** Task to carry out **
Look below for the line containing "in time, with"; from there through the line containing "pub fn qualified_name(self) -> QualifiedName", both lines included, please set down each line exactly and nothing else.

** Source information follows **

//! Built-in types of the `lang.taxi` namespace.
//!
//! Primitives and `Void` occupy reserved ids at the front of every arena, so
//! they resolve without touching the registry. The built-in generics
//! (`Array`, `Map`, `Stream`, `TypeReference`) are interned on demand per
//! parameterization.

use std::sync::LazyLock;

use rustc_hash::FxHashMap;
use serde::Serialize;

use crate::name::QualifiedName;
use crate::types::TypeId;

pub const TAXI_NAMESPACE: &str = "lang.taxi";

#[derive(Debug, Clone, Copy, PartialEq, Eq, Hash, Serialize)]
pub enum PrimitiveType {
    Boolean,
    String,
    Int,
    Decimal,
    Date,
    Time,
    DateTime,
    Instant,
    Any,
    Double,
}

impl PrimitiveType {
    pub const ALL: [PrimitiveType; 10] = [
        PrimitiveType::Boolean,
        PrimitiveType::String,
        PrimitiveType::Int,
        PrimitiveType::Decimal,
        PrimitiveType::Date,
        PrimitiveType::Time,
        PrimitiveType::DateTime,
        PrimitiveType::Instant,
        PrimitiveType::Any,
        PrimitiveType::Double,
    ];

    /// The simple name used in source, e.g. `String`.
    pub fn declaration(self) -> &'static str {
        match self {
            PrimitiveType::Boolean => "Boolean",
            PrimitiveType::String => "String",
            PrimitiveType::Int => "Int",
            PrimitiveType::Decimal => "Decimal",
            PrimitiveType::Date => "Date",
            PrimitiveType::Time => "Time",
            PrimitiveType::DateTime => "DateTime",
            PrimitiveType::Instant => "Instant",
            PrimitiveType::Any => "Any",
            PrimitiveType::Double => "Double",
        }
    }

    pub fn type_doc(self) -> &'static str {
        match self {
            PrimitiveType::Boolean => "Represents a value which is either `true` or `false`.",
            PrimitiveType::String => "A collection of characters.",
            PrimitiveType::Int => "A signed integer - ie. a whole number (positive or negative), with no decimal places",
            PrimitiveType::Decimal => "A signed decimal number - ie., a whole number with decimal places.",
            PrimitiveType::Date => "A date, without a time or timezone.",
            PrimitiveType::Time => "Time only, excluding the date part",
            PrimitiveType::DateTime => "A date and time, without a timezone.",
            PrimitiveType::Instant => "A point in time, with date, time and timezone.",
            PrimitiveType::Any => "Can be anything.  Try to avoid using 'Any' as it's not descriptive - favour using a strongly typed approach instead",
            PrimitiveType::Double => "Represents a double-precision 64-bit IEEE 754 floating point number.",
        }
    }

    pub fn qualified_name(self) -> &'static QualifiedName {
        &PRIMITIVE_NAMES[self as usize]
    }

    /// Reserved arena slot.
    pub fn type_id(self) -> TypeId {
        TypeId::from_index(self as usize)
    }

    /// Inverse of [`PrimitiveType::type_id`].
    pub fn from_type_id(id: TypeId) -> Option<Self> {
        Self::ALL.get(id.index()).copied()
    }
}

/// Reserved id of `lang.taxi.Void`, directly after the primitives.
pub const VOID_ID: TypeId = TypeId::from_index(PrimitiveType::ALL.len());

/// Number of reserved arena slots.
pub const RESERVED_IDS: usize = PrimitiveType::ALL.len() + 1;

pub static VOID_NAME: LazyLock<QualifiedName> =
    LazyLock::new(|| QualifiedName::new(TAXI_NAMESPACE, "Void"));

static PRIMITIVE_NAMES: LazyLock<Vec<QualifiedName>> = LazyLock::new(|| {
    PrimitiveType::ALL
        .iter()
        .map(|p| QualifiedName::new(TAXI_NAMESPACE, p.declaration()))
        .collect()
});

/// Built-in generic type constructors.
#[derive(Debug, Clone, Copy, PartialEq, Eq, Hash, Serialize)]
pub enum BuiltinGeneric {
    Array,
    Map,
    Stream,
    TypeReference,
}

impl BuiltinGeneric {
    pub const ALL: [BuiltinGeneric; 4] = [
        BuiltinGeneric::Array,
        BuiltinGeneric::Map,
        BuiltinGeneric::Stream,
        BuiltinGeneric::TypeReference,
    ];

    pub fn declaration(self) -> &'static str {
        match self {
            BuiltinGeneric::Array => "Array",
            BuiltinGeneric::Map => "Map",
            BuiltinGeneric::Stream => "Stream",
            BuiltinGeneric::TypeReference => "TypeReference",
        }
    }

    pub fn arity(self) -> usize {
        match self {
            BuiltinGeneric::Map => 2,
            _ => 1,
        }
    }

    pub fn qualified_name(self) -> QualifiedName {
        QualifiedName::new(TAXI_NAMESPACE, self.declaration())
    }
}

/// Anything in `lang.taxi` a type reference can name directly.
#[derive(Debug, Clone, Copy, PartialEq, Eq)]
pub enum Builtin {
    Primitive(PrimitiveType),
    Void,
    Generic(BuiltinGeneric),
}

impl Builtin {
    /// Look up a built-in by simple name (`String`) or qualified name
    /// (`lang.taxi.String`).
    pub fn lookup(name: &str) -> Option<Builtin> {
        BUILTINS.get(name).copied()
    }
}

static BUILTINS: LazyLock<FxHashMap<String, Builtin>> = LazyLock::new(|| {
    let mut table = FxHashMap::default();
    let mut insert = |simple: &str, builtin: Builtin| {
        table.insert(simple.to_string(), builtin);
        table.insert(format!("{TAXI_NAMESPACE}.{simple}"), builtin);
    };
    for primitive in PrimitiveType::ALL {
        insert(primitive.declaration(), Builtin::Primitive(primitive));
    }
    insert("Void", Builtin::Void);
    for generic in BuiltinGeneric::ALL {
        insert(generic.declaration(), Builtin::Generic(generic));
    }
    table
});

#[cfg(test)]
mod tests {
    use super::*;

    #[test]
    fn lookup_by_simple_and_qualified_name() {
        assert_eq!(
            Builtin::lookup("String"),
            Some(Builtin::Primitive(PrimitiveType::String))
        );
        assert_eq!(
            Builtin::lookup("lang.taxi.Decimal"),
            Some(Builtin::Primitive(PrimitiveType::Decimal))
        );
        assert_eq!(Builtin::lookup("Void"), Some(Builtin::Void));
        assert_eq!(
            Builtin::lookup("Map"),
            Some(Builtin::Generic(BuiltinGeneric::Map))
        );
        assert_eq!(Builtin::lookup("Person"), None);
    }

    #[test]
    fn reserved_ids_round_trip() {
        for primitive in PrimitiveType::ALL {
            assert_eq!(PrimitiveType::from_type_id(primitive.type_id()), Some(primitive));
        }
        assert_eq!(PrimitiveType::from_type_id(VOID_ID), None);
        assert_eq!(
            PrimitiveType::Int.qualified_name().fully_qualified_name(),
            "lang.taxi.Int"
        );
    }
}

** End of Source information **

** Answer box **
            PrimitiveType::Instant => "A point in time, with date, time and timezone.",
            PrimitiveType::Any => "Can be anything.  Try to avoid using 'Any' as it's not descriptive - favour using a strongly typed approach instead",
            PrimitiveType::Double => "Represents a double-precision 64-bit IEEE 754 floating point number.",
        }
    }

    pub fn qualified_name(self) -> &'static QualifiedName {
        &PRIMITIVE_NAMES[self as usize]
    }

    /// Reserved arena slot.
    pub fn type_id(self) -> TypeId {
        TypeId::from_index(self as usize)
    }

    /// Inverse of [`PrimitiveType::type_id`].
    pub fn from_type_id(id: TypeId) -> Option<Self> {
        Self::ALL.get(id.index()).copied()
    }
}

/// Reserved id of `lang.taxi.Void`, directly after the primitives.
pub const VOID_ID: TypeId = TypeId::from_index(PrimitiveType::ALL.len());

/// Number of reserved arena slots.
pub const RESERVED_IDS: usize = PrimitiveType::ALL.len() + 1;

pub static VOID_NAME: LazyLock<QualifiedName> =
    LazyLock::new(|| QualifiedName::new(TAXI_NAMESPACE, "Void"));

static PRIMITIVE_NAMES: LazyLock<Vec<QualifiedName>> = LazyLock::new(|| {
    PrimitiveType::ALL
        .iter()
        .map(|p| QualifiedName::new(TAXI_NAMESPACE, p.declaration()))
        .collect()
});

/// Built-in generic type constructors.
#[derive(Debug, Clone, Copy, PartialEq, Eq, Hash, Serialize)]
pub enum BuiltinGeneric {
    Array,
    Map,
    Stream,
    TypeReference,
}

impl BuiltinGeneric {
    pub const ALL: [BuiltinGeneric; 4] = [
        BuiltinGeneric::Array,
        BuiltinGeneric::Map,
        BuiltinGeneric::Stream,
        BuiltinGeneric::TypeReference,
    ];

    pub fn declaration(self) -> &'static str {
        match self {
            BuiltinGeneric::Array => "Array",
            BuiltinGeneric::Map => "Map",
            BuiltinGeneric::Stream => "Stream",
            BuiltinGeneric::TypeReference => "TypeReference",
        }
    }

    pub fn arity(self) -> usize {
        match self {
            BuiltinGeneric::Map => 2,
            _ => 1,
        }
    }

    pub fn qualified_name(self) -> QualifiedName {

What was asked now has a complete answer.